With luck the firmware would have downloaded and successfully been verified – woohoo!

Now you can connect to the device and get a REPL prompt.

REPL prompt – that sounds easy but it took a few goes to find the right command on the Mac to create a serial connection to the ESP on the USB port and then get it working. The “screen” command is available on the Mac and the speed to connect with is 115200.

screen /dev/cuUSB_DEVICE 115200

I found that I sometimes got an error about no Pty device. This turned out to be zombie screen processes locking out the device port. Perform a “ps -ef | grep -i usb” to find the zombie processes and kill them (show no mercy).

 You can not follow the instructions on the MicroPython site to interact with the REPL prompt. If you want to upload/download files then you will need “WebREPL“.
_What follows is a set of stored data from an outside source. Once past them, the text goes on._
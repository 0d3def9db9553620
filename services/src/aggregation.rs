//! Merge, sort and slice of the rows both source adapters return.
//!
//! Pure functions over already-fetched data; the fetches live in
//! [`crate::gradebook_service`].

use std::cmp::Ordering;

use serde::Serialize;

use crate::error::{GradebookError, GradebookResult};
use crate::filters::{PageSize, SortDirection, SortKey, SortSpec};
use crate::submission::CanonicalSubmission;

/// One page of the unified submission list.
#[derive(Debug, Clone, PartialEq, Serialize)]
pub struct SubmissionPage {
    pub items: Vec<CanonicalSubmission>,
    /// Matching submissions across both sources, before slicing.
    pub total: u64,
    pub total_pages: u64,
    pub page: u64,
    /// `None` when everything was requested on one page.
    pub page_size: Option<u64>,
}

/// Concatenates per-source results.
///
/// Without a search needle the total is the sum of the per-source counts.
/// With one, rows are filtered here and the survivors are the total.
pub fn merge(
    sources: impl IntoIterator<Item = (Vec<CanonicalSubmission>, u64)>,
    search_needle: Option<&str>,
) -> (Vec<CanonicalSubmission>, u64) {
    let mut rows = Vec::new();
    let mut total = 0u64;
    for (source_rows, count) in sources {
        rows.extend(source_rows);
        total += count;
    }

    match search_needle {
        Some(needle) => {
            rows.retain(|s| s.matches_search(needle));
            let total = rows.len() as u64;
            (rows, total)
        }
        None => (rows, total),
    }
}

fn cmp_names(a: &str, b: &str) -> Ordering {
    a.chars()
        .flat_map(char::to_lowercase)
        .cmp(b.chars().flat_map(char::to_lowercase))
}

fn directed(ord: Ordering, direction: SortDirection) -> Ordering {
    match direction {
        SortDirection::Asc => ord,
        SortDirection::Desc => ord.reverse(),
    }
}

/// Total order used by every listing: the requested key, then newest
/// first, then submission id.
///
/// Ungraded rows sort after graded ones under a grade sort in both
/// directions.
pub fn compare(a: &CanonicalSubmission, b: &CanonicalSubmission, sort: SortSpec) -> Ordering {
    let primary = match sort.key {
        SortKey::StudentName => directed(cmp_names(&a.student_name, &b.student_name), sort.direction),
        SortKey::SubmittedAt => directed(a.submitted_at.cmp(&b.submitted_at), sort.direction),
        SortKey::Status => directed(a.status.cmp(&b.status), sort.direction),
        SortKey::Grade => match (a.grade, b.grade) {
            (Some(x), Some(y)) => directed(x.total_cmp(&y), sort.direction),
            (Some(_), None) => Ordering::Less,
            (None, Some(_)) => Ordering::Greater,
            (None, None) => Ordering::Equal,
        },
    };

    primary
        .then_with(|| b.submitted_at.cmp(&a.submitted_at))
        .then_with(|| a.id.cmp(&b.id))
}

pub fn sort_submissions(rows: &mut [CanonicalSubmission], sort: SortSpec) {
    rows.sort_by(|a, b| compare(a, b, sort));
}

/// Cuts page `page` (1-based) out of the sorted rows.
pub fn paginate(
    rows: Vec<CanonicalSubmission>,
    total: u64,
    page: u64,
    page_size: PageSize,
) -> GradebookResult<SubmissionPage> {
    if page == 0 {
        return Err(GradebookError::validation("page must be at least 1"));
    }
    let size = page_size.checked()?;

    let (items, total_pages) = match size {
        None => {
            let items = if page == 1 { rows } else { Vec::new() };
            (items, u64::from(total > 0))
        }
        Some(size) => {
            let start = (page - 1).saturating_mul(size);
            let items = rows
                .into_iter()
                .skip(usize::try_from(start).unwrap_or(usize::MAX))
                .take(usize::try_from(size).unwrap_or(usize::MAX))
                .collect();
            (items, total.div_ceil(size))
        }
    };

    Ok(SubmissionPage {
        items,
        total,
        total_pages,
        page,
        page_size: size,
    })
}

#[cfg(test)]
mod tests {
    use super::*;
    use crate::submission::{SourceKind, SubmissionRef, SubmissionStatus};
    use chrono::{DateTime, TimeZone, Utc};

    fn at(hour: u32) -> DateTime<Utc> {
        Utc.with_ymd_and_hms(2025, 3, 1, hour, 0, 0).unwrap()
    }

    fn row(id: SubmissionRef, name: &str, hour: u32, grade: Option<f64>) -> CanonicalSubmission {
        CanonicalSubmission {
            id,
            source_kind: id.kind,
            student_id: 1,
            student_name: name.into(),
            student_email: format!("{}@example.com", name.to_lowercase()),
            course_id: 1,
            course_title: "Course".into(),
            assignment_id: 1,
            assignment_title: "Task".into(),
            submitted_at: at(hour),
            status: if grade.is_some() {
                SubmissionStatus::Graded
            } else {
                SubmissionStatus::Pending
            },
            grade,
            feedback: None,
            attachment_ref: None,
            text_answer: None,
        }
    }

    fn ids(rows: &[CanonicalSubmission]) -> Vec<String> {
        rows.iter().map(|r| r.id.to_string()).collect()
    }

    #[test]
    fn grade_sort_keeps_nulls_last_both_ways() {
        let mut rows = vec![
            row(SubmissionRef::quiz_attempt(1), "A", 9, None),
            row(SubmissionRef::quiz_attempt(2), "B", 9, Some(50.0)),
            row(SubmissionRef::quiz_attempt(3), "C", 9, Some(90.0)),
        ];

        sort_submissions(&mut rows, SortSpec::new(SortKey::Grade, SortDirection::Asc));
        assert_eq!(ids(&rows), ["quiz_attempt:2", "quiz_attempt:3", "quiz_attempt:1"]);

        sort_submissions(&mut rows, SortSpec::new(SortKey::Grade, SortDirection::Desc));
        assert_eq!(ids(&rows), ["quiz_attempt:3", "quiz_attempt:2", "quiz_attempt:1"]);
    }

    #[test]
    fn ties_break_on_newest_then_id() {
        let mut rows = vec![
            row(SubmissionRef::assignment_submission(1), "Sam", 9, Some(70.0)),
            row(SubmissionRef::quiz_attempt(1), "Sam", 9, Some(70.0)),
            row(SubmissionRef::quiz_attempt(2), "Sam", 11, Some(70.0)),
        ];
        sort_submissions(&mut rows, SortSpec::new(SortKey::Grade, SortDirection::Desc));
        assert_eq!(
            ids(&rows),
            ["quiz_attempt:2", "quiz_attempt:1", "assignment_submission:1"]
        );
    }

    #[test]
    fn name_sort_ignores_case() {
        let mut rows = vec![
            row(SubmissionRef::quiz_attempt(1), "bob", 9, None),
            row(SubmissionRef::quiz_attempt(2), "Alice", 9, None),
            row(SubmissionRef::quiz_attempt(3), "Carol", 9, None),
        ];
        sort_submissions(&mut rows, SortSpec::new(SortKey::StudentName, SortDirection::Asc));
        let names: Vec<_> = rows.iter().map(|r| r.student_name.as_str()).collect();
        assert_eq!(names, ["Alice", "bob", "Carol"]);
    }

    #[test]
    fn merge_sums_counts_and_search_recounts() {
        let quiz = vec![row(SubmissionRef::quiz_attempt(1), "Alice", 9, None)];
        let uploads = vec![
            row(SubmissionRef::assignment_submission(1), "Bob", 9, None),
            row(SubmissionRef::assignment_submission(2), "Alicia", 9, None),
        ];

        let (rows, total) = merge([(quiz.clone(), 1), (uploads.clone(), 2)], None);
        assert_eq!((rows.len(), total), (3, 3));

        let (rows, total) = merge([(quiz, 1), (uploads, 2)], Some("ali"));
        assert_eq!(total, 2);
        assert!(rows.iter().all(|r| r.student_name.starts_with("Ali")));
    }

    #[test]
    fn pages_cover_every_row_once() {
        let rows: Vec<_> = (1..=7)
            .map(|i| row(SubmissionRef::quiz_attempt(i), "S", i as u32, None))
            .collect();

        let mut seen = Vec::new();
        for page in 1..=3 {
            let p = paginate(rows.clone(), 7, page, PageSize::Limit(3)).unwrap();
            assert_eq!(p.total_pages, 3);
            seen.extend(ids(&p.items));
        }
        assert_eq!(seen, ids(&rows));

        let past_end = paginate(rows, 7, 4, PageSize::Limit(3)).unwrap();
        assert!(past_end.items.is_empty());
        assert_eq!(past_end.total, 7);
    }

    #[test]
    fn page_all_and_invalid_pages() {
        let rows = vec![row(SubmissionRef::quiz_attempt(1), "S", 9, None)];
        let all = paginate(rows.clone(), 1, 1, PageSize::All).unwrap();
        assert_eq!((all.items.len(), all.total_pages, all.page_size), (1, 1, None));

        let empty = paginate(Vec::new(), 0, 1, PageSize::All).unwrap();
        assert_eq!(empty.total_pages, 0);

        assert!(paginate(rows.clone(), 1, 0, PageSize::Limit(10)).is_err());
        assert!(paginate(rows, 1, 1, PageSize::Limit(0)).is_err());
    }
}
Notes on uploading files to Execute

  • Use the web version of WebREPL or WebREPL.py to send or get files from the ESP
  • I found that once a file is uploaded you need to reset before attempting to run the file. A soft reset can be performed by pressing Ctrl-D in the browser or at the REPL command prompt in screen
  • To run the file import it!

Controlling a 5050 WS2812B RGB LED Ring

This was a few pounds on Ebay so tried to connect it to the ESP8266 WEMOS which was pretty simple after I soldered some wires on. I connected the 5v and GND straight to the ESP pins, and the Din (DI) wire to D2 on the WEMOS. This is GPIO04 (pin out found here). 

Power consumption = each led is around 18mA on.
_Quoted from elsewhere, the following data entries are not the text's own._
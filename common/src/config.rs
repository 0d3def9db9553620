//! Global configuration for the gradebook services.
//!
//! `AppConfig` is a lazily initialized, globally accessible singleton holding
//! values loaded from environment variables (and a `.env` file when present).
//! Setters exist so tests can override individual fields and `reset()` them.

use std::env;
use std::fs;
use std::io;
use std::path::Path;
use std::str::FromStr;
use std::sync::{OnceLock, RwLock, RwLockReadGuard};

/// Runtime configuration loaded from environment variables.
#[derive(Debug, Clone)]
pub struct AppConfig {
    pub env: String,
    pub project_name: String,
    pub log_level: String,
    pub log_file: String,
    pub log_to_stdout: bool,
    pub database_path: String,
    /// Page size used when a listing request does not name one.
    pub default_page_size: u64,
    /// Upper bound accepted for an explicit page size.
    pub max_page_size: u64,
}

static CONFIG_INSTANCE: OnceLock<RwLock<AppConfig>> = OnceLock::new();

fn var_or(key: &str, default: &str) -> String {
    env::var(key).unwrap_or_else(|_| default.into())
}

fn parsed_or<T: FromStr>(key: &str, default: T) -> T {
    env::var(key)
        .ok()
        .and_then(|v| v.trim().parse().ok())
        .unwrap_or(default)
}

impl AppConfig {
    /// Loads the configuration from `.env` and the process environment.
    ///
    /// Missing or malformed values fall back to development defaults.
    pub fn from_env() -> Self {
        dotenvy::dotenv().ok();

        Self {
            env: var_or("APP_ENV", "development"),
            project_name: var_or("PROJECT_NAME", "gradebook"),
            log_level: var_or("LOG_LEVEL", "info"),
            log_file: var_or("LOG_FILE", "logs/gradebook.log"),
            log_to_stdout: var_or("LOG_TO_STDOUT", "false") == "true",
            database_path: var_or("DATABASE_PATH", "data/gradebook.db"),
            default_page_size: parsed_or("DEFAULT_PAGE_SIZE", 20),
            max_page_size: parsed_or("MAX_PAGE_SIZE", 100),
        }
    }

    /// Returns a shared reference to the global configuration.
    ///
    /// # Panics
    /// Panics if the lock is poisoned.
    pub fn global() -> RwLockReadGuard<'static, AppConfig> {
        CONFIG_INSTANCE
            .get_or_init(|| RwLock::new(AppConfig::from_env()))
            .read()
            .expect("Failed to acquire AppConfig read lock")
    }

    /// Reloads the configuration from the environment, dropping overrides.
    pub fn reset() {
        if let Some(lock) = CONFIG_INSTANCE.get() {
            if let Ok(mut guard) = lock.write() {
                *guard = AppConfig::from_env();
            }
        }
    }

    fn set_field<F>(setter: F)
    where
        F: FnOnce(&mut AppConfig),
    {
        let lock = CONFIG_INSTANCE.get_or_init(|| RwLock::new(AppConfig::from_env()));
        let mut guard = lock
            .write()
            .expect("Failed to acquire AppConfig write lock");
        setter(&mut guard);
    }

    // --- Per-field setters below ---

    pub fn set_database_path(value: impl Into<String>) {
        AppConfig::set_field(|cfg| cfg.database_path = value.into());
    }

    pub fn set_default_page_size(value: u64) {
        AppConfig::set_field(|cfg| cfg.default_page_size = value);
    }

    pub fn set_max_page_size(value: u64) {
        AppConfig::set_field(|cfg| cfg.max_page_size = value);
    }
}

/// Convenience accessor used by the `db` crate when opening a connection.
pub fn database_path() -> String {
    AppConfig::global().database_path.clone()
}

/// Whether `DATABASE_PATH` holds a full connection URL rather than a file.
pub fn is_dsn(path_or_url: &str) -> bool {
    ["sqlite:", "postgres://", "mysql://"]
        .iter()
        .any(|scheme| path_or_url.starts_with(scheme))
}

/// Connection URL for a `DATABASE_PATH` value.
///
/// A DSN is used as is. A plain SQLite file path gets its parent directory
/// created and is opened in read-write-create mode.
pub fn database_url(path_or_url: &str) -> io::Result<String> {
    if is_dsn(path_or_url) {
        return Ok(path_or_url.to_owned());
    }
    if let Some(parent) = Path::new(path_or_url).parent() {
        if !parent.as_os_str().is_empty() {
            fs::create_dir_all(parent)?;
        }
    }
    Ok(format!("sqlite://{path_or_url}?mode=rwc"))
}

#[cfg(test)]
mod tests {
    use super::*;
    use serial_test::serial;

    #[test]
    #[serial]
    fn setters_override_and_reset_restores_env() {
        unsafe {
            env::set_var("MAX_PAGE_SIZE", "250");
        }
        AppConfig::reset();
        assert_eq!(AppConfig::global().max_page_size, 250);

        AppConfig::set_max_page_size(10);
        assert_eq!(AppConfig::global().max_page_size, 10);

        AppConfig::reset();
        assert_eq!(AppConfig::global().max_page_size, 250);

        unsafe {
            env::remove_var("MAX_PAGE_SIZE");
        }
        AppConfig::reset();
    }

    #[test]
    #[serial]
    fn malformed_numbers_fall_back_to_defaults() {
        unsafe {
            env::set_var("DEFAULT_PAGE_SIZE", "twenty");
        }
        let cfg = AppConfig::from_env();
        assert_eq!(cfg.default_page_size, 20);
        unsafe {
            env::remove_var("DEFAULT_PAGE_SIZE");
        }
    }

    #[test]
    fn dsn_is_passed_through() {
        assert_eq!(database_url("sqlite::memory:").unwrap(), "sqlite::memory:");
        assert!(is_dsn("postgres://localhost/gradebook"));
        assert!(!is_dsn("data/gradebook.db"));
    }

    #[test]
    fn file_path_gets_its_directory() {
        let dir = env::temp_dir().join(format!("gradebook-url-{}", std::process::id()));
        let file = dir.join("nested").join("gradebook.db");
        let path = file.to_string_lossy().into_owned();

        let url = database_url(&path).unwrap();
        assert_eq!(url, format!("sqlite://{path}?mode=rwc"));
        assert!(file.parent().unwrap().is_dir());

        fs::remove_dir_all(&dir).unwrap();
    }

    #[test]
    fn unusable_directory_is_an_error() {
        let blocker = env::temp_dir().join(format!("gradebook-blocker-{}", std::process::id()));
        fs::write(&blocker, b"").unwrap();
        let path = blocker.join("gradebook.db").to_string_lossy().into_owned();

        assert!(database_url(&path).is_err());

        fs::remove_file(&blocker).unwrap();
    }
}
If you want to create an online wiring diagram with drag-n-drop components then use https://www.circuito.io/app which is pretty cool.

To control the leds you need to run some MicroPython code on the ESP but you can use the example below:

import machine, neopixel
np = neopixel.NeoPixel(machine.Pin(4), 12) #we have 12 leds on GPIO4

np[0] = (128, 0, 0) # Led 0 half bright single color - red I think
np[2] = (0, 128, 0) # Led 2 another colour
np[4] = (0, 0, 128)


You should have some (3) leds now light up, if it all works!